The Guardian, 21 September 2016

The attack on an aid convoy in Syria on Monday, carried out at night on an unlit road on the western outskirts of Aleppo, was sustained and highly effective – 18 of 31 trucks were destroyed, along with a nearby depot that was to receive the supplies.

 

Witnesses, among them aid workers who were travelling in the trucks and rescue workers who attended the aftermath, have described the sound of multiple explosions over at least an hour. They have also described the sound of jets repeatedly crossing the sky above them.

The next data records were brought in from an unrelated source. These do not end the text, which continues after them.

//! Ballot submission types and field validation.

use serde::{Deserialize, Serialize};

/// Maximum accepted length of a law ballot identifier.
pub const MAX_BALLOT_ID_LEN: usize = 50;

/// Choice on a binary referendum.
#[derive(Debug, Clone, Copy, PartialEq, Eq, Hash, Serialize, Deserialize)]
#[serde(rename_all = "lowercase")]
pub enum VoteChoice {
    Yes,
    No,
}

/// How an election ballot expresses its preference.
#[derive(Debug, Clone, Copy, PartialEq, Eq, Serialize, Deserialize)]
#[serde(rename_all = "lowercase")]
pub enum VotingMethod {
    /// One candidate per ballot.
    Single,
    /// Ordered list of candidates; only the first preference is tallied.
    Ranked,
}

/// A field-level validation failure, reported back to the client as
/// `{error, field}`.
#[derive(Debug, Clone, Serialize)]
pub struct FieldError {
    /// Human-readable description of the failure.
    pub error: String,
    /// Name of the offending field.
    pub field: &'static str,
}

impl FieldError {
    fn new(field: &'static str, error: impl Into<String>) -> Self {
        Self {
            error: error.into(),
            field,
        }
    }
}

impl std::fmt::Display for FieldError {
    fn fmt(&self, f: &mut std::fmt::Formatter<'_>) -> std::fmt::Result {
        write!(f, "{}: {}", self.field, self.error)
    }
}

impl std::error::Error for FieldError {}

fn validate_credentials(nas: &str, code: &str) -> Result<(), FieldError> {
    if nas.len() != 9 || !nas.bytes().all(|b| b.is_ascii_digit()) {
        return Err(FieldError::new("nas", "must be exactly 9 decimal digits"));
    }
    if code.len() != 6 || !code.bytes().all(|b| b.is_ascii_alphanumeric()) {
        return Err(FieldError::new(
            "code",
            "must be exactly 6 alphanumeric characters",
        ));
    }
    Ok(())
}

/// Referendum ballot as submitted over HTTP. Holds the raw credential; must
/// not outlive the request handler.
#[derive(Debug, Clone, Deserialize)]
pub struct LawBallot {
    pub nas: String,
    pub code: String,
    pub ballot_id: String,
    pub choice: VoteChoice,
}

impl LawBallot {
    /// Shape validation; first failing field wins.
    pub fn validate(&self) -> Result<(), FieldError> {
        validate_credentials(&self.nas, &self.code)?;
        if self.ballot_id.is_empty() || self.ballot_id.len() > MAX_BALLOT_ID_LEN {
            return Err(FieldError::new(
                "ballot_id",
                format!("must be 1..={MAX_BALLOT_ID_LEN} characters"),
            ));
        }
        Ok(())
    }
}

/// Election ballot as submitted over HTTP.
#[derive(Debug, Clone, Deserialize)]
pub struct ElectionBallot {
    pub nas: String,
    pub code: String,
    pub election_id: i64,
    pub region_id: i64,
    pub method: VotingMethod,
    #[serde(default)]
    pub single_choice: Option<i64>,
    #[serde(default)]
    pub ranked_choices: Option<Vec<i64>>,
}

impl ElectionBallot {
    /// Shape validation: credential fields, positive identifiers, and the
    /// method/payload agreement (exactly one of `single_choice` /
    /// `ranked_choices`, matching `method`; ranked lists non-empty with
    /// distinct entries).
    pub fn validate(&self) -> Result<(), FieldError> {
        validate_credentials(&self.nas, &self.code)?;
        if self.election_id <= 0 {
            return Err(FieldError::new("election_id", "must be a positive integer"));
        }
        if self.region_id <= 0 {
            return Err(FieldError::new("region_id", "must be a positive integer"));
        }
        match self.method {
            VotingMethod::Single => {
                if self.ranked_choices.is_some() {
                    return Err(FieldError::new(
                        "ranked_choices",
                        "not allowed when method is single",
                    ));
                }
                match self.single_choice {
                    Some(id) if id > 0 => {}
                    Some(_) => {
                        return Err(FieldError::new(
                            "single_choice",
                            "must be a positive integer",
                        ));
                    }
                    None => {
                        return Err(FieldError::new(
                            "single_choice",
                            "required when method is single",
                        ));
                    }
                }
            }
            VotingMethod::Ranked => {
                if self.single_choice.is_some() {
                    return Err(FieldError::new(
                        "single_choice",
                        "not allowed when method is ranked",
                    ));
                }
                let choices = self.ranked_choices.as_deref().unwrap_or_default();
                if choices.is_empty() {
                    return Err(FieldError::new(
                        "ranked_choices",
                        "must contain at least one candidate",
                    ));
                }
                if choices.iter().any(|id| *id <= 0) {
                    return Err(FieldError::new(
                        "ranked_choices",
                        "candidate ids must be positive integers",
                    ));
                }
                let mut seen = std::collections::HashSet::new();
                if !choices.iter().all(|id| seen.insert(*id)) {
                    return Err(FieldError::new(
                        "ranked_choices",
                        "candidate ids must be distinct",
                    ));
                }
            }
        }
        Ok(())
    }
}

#[cfg(test)]
mod tests {
    use super::*;

    fn law(nas: &str, code: &str, ballot_id: &str) -> LawBallot {
        LawBallot {
            nas: nas.to_string(),
            code: code.to_string(),
            ballot_id: ballot_id.to_string(),
            choice: VoteChoice::Yes,
        }
    }

    #[test]
    fn law_ballot_shapes() {
        assert!(law("123456789", "ABC123", "L2025-001").validate().is_ok());
        assert_eq!(law("12345678", "ABC123", "L").validate().unwrap_err().field, "nas");
        assert_eq!(law("12345678a", "ABC123", "L").validate().unwrap_err().field, "nas");
        assert_eq!(law("123456789", "AB!123", "L").validate().unwrap_err().field, "code");
        assert_eq!(law("123456789", "ABC123", "").validate().unwrap_err().field, "ballot_id");
        let long = "x".repeat(MAX_BALLOT_ID_LEN + 1);
        assert_eq!(law("123456789", "ABC123", &long).validate().unwrap_err().field, "ballot_id");
    }

    fn election(method: VotingMethod) -> ElectionBallot {
        ElectionBallot {
            nas: "123456789".to_string(),
            code: "ABC123".to_string(),
            election_id: 1,
            region_id: 1,
            method,
            single_choice: None,
            ranked_choices: None,
        }
    }

    #[test]
    fn election_method_payload_agreement() {
        let mut single = election(VotingMethod::Single);
        assert_eq!(single.validate().unwrap_err().field, "single_choice");
        single.single_choice = Some(7);
        assert!(single.validate().is_ok());
        single.ranked_choices = Some(vec![1]);
        assert_eq!(single.validate().unwrap_err().field, "ranked_choices");

        let mut ranked = election(VotingMethod::Ranked);
        assert_eq!(ranked.validate().unwrap_err().field, "ranked_choices");
        ranked.ranked_choices = Some(vec![7, 3, 9]);
        assert!(ranked.validate().is_ok());
        ranked.ranked_choices = Some(vec![7, 3, 7]);
        assert_eq!(ranked.validate().unwrap_err().field, "ranked_choices");
        ranked.ranked_choices = Some(vec![]);
        assert_eq!(ranked.validate().unwrap_err().field, "ranked_choices");
    }

    #[test]
    fn election_positive_ids() {
        let mut ballot = election(VotingMethod::Single);
        ballot.single_choice = Some(7);
        ballot.election_id = 0;
        assert_eq!(ballot.validate().unwrap_err().field, "election_id");
        ballot.election_id = 1;
        ballot.region_id = -2;
        assert_eq!(ballot.validate().unwrap_err().field, "region_id");
    }

    #[test]
    fn choice_serde_is_lowercase() {
        assert_eq!(serde_json::to_string(&VoteChoice::Yes).unwrap(), "\"yes\"");
        assert_eq!(serde_json::to_string(&VotingMethod::Ranked).unwrap(), "\"ranked\"");
    }
}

Ever since Russia’s intervention to support Bashar al-Assad last October, opposition groups say they have been able to clearly establish who has been responsible for the hundreds of airstrikes that have been carried out.

 

It is a much easier process during the day – the Russian jets fly in pairs, whereas Syrian air force aircraft rarely do. At night,, the outcome of an attack is often used to figure out who to blame. The Russian strikes are typically far more precise and devastating.

 

Syrian attacks, particularly over Aleppo, have often involved the use of ageing helicopters, dropping unguided, improvised, barrel bombs out the back of helicopters. The barrels are launched from about 3,000 metres (10,000ft). They are not aerodynamic and are notoriously inaccurate – not ideal weapons when precision targeting is required, such as picking out a long line of vehicles on a narrow road in the night.

 

Videos taken at the scene show trucks burning by the side of a road and a large fire in a nearby building. People are heard calling for help from the ruins and a panicked narrator claims the convoy was attacked by planes. The damage is clearly immense. Some of the trucks are glowing, twisted wrecks, clearly hit by some form of high explosive.

 

Several hours earlier, the convoy had crossed checkpoints from the regime-held half of the city with food, water clothes and medicine. After it entered opposition territory, it was monitored by Russian drones, a fact acknowledged by the Russian defence ministry, which had also been provided with precise GPS coordinates of the route to be taken and the destination, as per agreement with Syrian officials.

 

The US is not revealing what evidence it has to support its claim that Moscow was responsible for the strike. However, northern Syria is one of the most intensively monitored parts of the world, with advanced military and civilian radars plotting every flight near the Turkish border.

 

Turkey has used its radar to track Russian planes in the area, one of which it shot down last November after it strayed across the frontier. Nato listening posts in Turkey and in Cyprus, where the UK also maintains a base, have been actively surveilling the conflict.

 

The dark arts of signals intelligence, which are used by all sides in this conflict, are rarely revealed. But they have been extensively used in private discussions to corroborate events that, often for political reasons, have never been revealed.